On Eve of Phase I, An Appeal for Compliance

by | May 8, 2020

Above: Gov. Gina Raimondo at Friday’s coronavirus briefing. Pool photo: Sandor Bodo / Providence Journal

By Hope McKinney

On the eve of the start of reopening the Rhode Island economy, all the numbers trended downward, with the number of new COVID-19 cases at 249 Friday. The total number of cases in Rhode Island was 10,779. There were 11 deaths, for a total of 399. The total number of cases in East Greenwich, 47, has not been updated since Monday. Hospital numbers went down to 312 people in the hospital with coronavirus-related illness, 71 people in the ICU and 52 people on ventilators. Find the Dept. of Health’s data dashboard HERE.

At her daily COVID-19 briefing Friday afternoon at the State House, Gov. Gina Raimondo urged residents to adopt a slow and steady approach in preparation for the stay-at-home order being lifted tomorrow. 

As of tomorrow, under what’s being called Phase One of the state’s reopening plan, nonessential businesses like clothing and gift stores are allowed to reopen, with significant capacity limits (read more HERE and HERE). Raimondo signed a new executive order Friday that lays out the rules of Phase One (find it HERE). It allows the Department of Health to enforce the health and safety regulations on businesses. This includes graduated fines and the ability to shut down a business that is found to be noncompliant. There will also be an enforcement task force made up of inspectors from the Department of Business Regulation, the Department of Health and other areas of government to educate businesses on safety, conduct inspections and enforce regulations. 

“We’re not going to be out there trying to shut you down,” Raimondo said. “We’re gonna be out there bending over backwards to help you stay open and to do it safely. But if you refuse and you’re continually noncompliant, we will have to shut you down. I hate the thought of that and I hope we never have to do it.”  

The consequence for businesses that do not comply with regulations will include a series of fines. Details of this will be found on ReopeningRI.com. Raimondo urged business owners to submit their ideas about what would be best for them in regard to reopening their business through the website, as well. 

In general, Raimondo said she wanted to encourage, enable and support voluntary compliance in order to keep residents safe and businesses open. 

“Do the right thing,” Raimondo said. “Know the rules. Follow the rules. Don’t think you’re invincible. If you try to sneak around the rules, bad things will happen.” 

She reiterated that the domestic travel order is still in place, which means if you travel to Rhode Island from any other state for any reason besides work, buying necessities or going to the hospital, you have to quarantine yourself for 14 days. 

Although residents can look forward to going back to parks and being able to shop again as retail stores begin to reopen, Raimondo urged people to continue to stay 6 feet away from others, stay home when sick and wash hands constantly. If you are tested positive, isolate. Do not engage in social gatherings of more than five people and make it a priority to have a mask on you at all times. 

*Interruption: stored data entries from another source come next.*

use std::path::PathBuf;

use clap::Parser;

use crate::game::input::HoldMode;

/// Play tennis against the computer in your terminal
#[derive(Parser, Debug)]
#[command(name = "tui-tennis")]
#[command(about = "Player-vs-CPU tennis in the terminal. First to 10 wins.", long_about = None)]
pub struct Cli {
    /// Seed for serve directions and angles (random when omitted)
    #[arg(long)]
    pub seed: Option<u64>,

    /// Ticks a key stays held after a press on terminals that never report releases
    #[arg(long, default_value_t = 8, value_parser = clap::value_parser!(u32).range(1..))]
    pub hold_ticks: u32,

    /// Latch keys even if the terminal can report releases
    #[arg(long)]
    pub latched_keys: bool,

    /// Log file (defaults to tui-tennis.log in the temp directory)
    #[arg(long)]
    pub log_file: Option<PathBuf>,

    /// Log filter, e.g. "debug" or "tui_tennis=trace". RUST_LOG takes precedence.
    #[arg(long, default_value = "info")]
    pub log_level: String,
}

impl Cli {
    pub fn log_path(&self) -> PathBuf {
        self.log_file
            .clone()
            .unwrap_or_else(|| std::env::temp_dir().join("tui-tennis.log"))
    }

    /// Pick a hold mode given whether the terminal reports key releases.
    pub fn hold_mode(&self, releases_reported: bool) -> HoldMode {
        if releases_reported && !self.latched_keys {
            HoldMode::Released
        } else {
            HoldMode::Latched {
                ticks: self.hold_ticks,
            }
        }
    }
}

“We’re gonna be living with the virus for awhile,” Raimondo said. “Just because we’re reopening the economy and reopening society doesn’t mean the virus has gone away. It’s still here and it’s still dangerous. That means we have to be really careful.”

Raimondo emphasized the importance of continuing to follow guidelines on Mother’s Day this Sunday. Visitation to assisted living and nursing home facilities remains strictly forbidden. 

“Stay home and get together virtually if you can,” Dr. Nicole Alexander-Scott, the director of the Department of Health, said. “Call the mom in your life this weekend. Do a video chat if possible. Just hearing someone’s voice or connecting with them is such a tremendous gift, especially during this time.”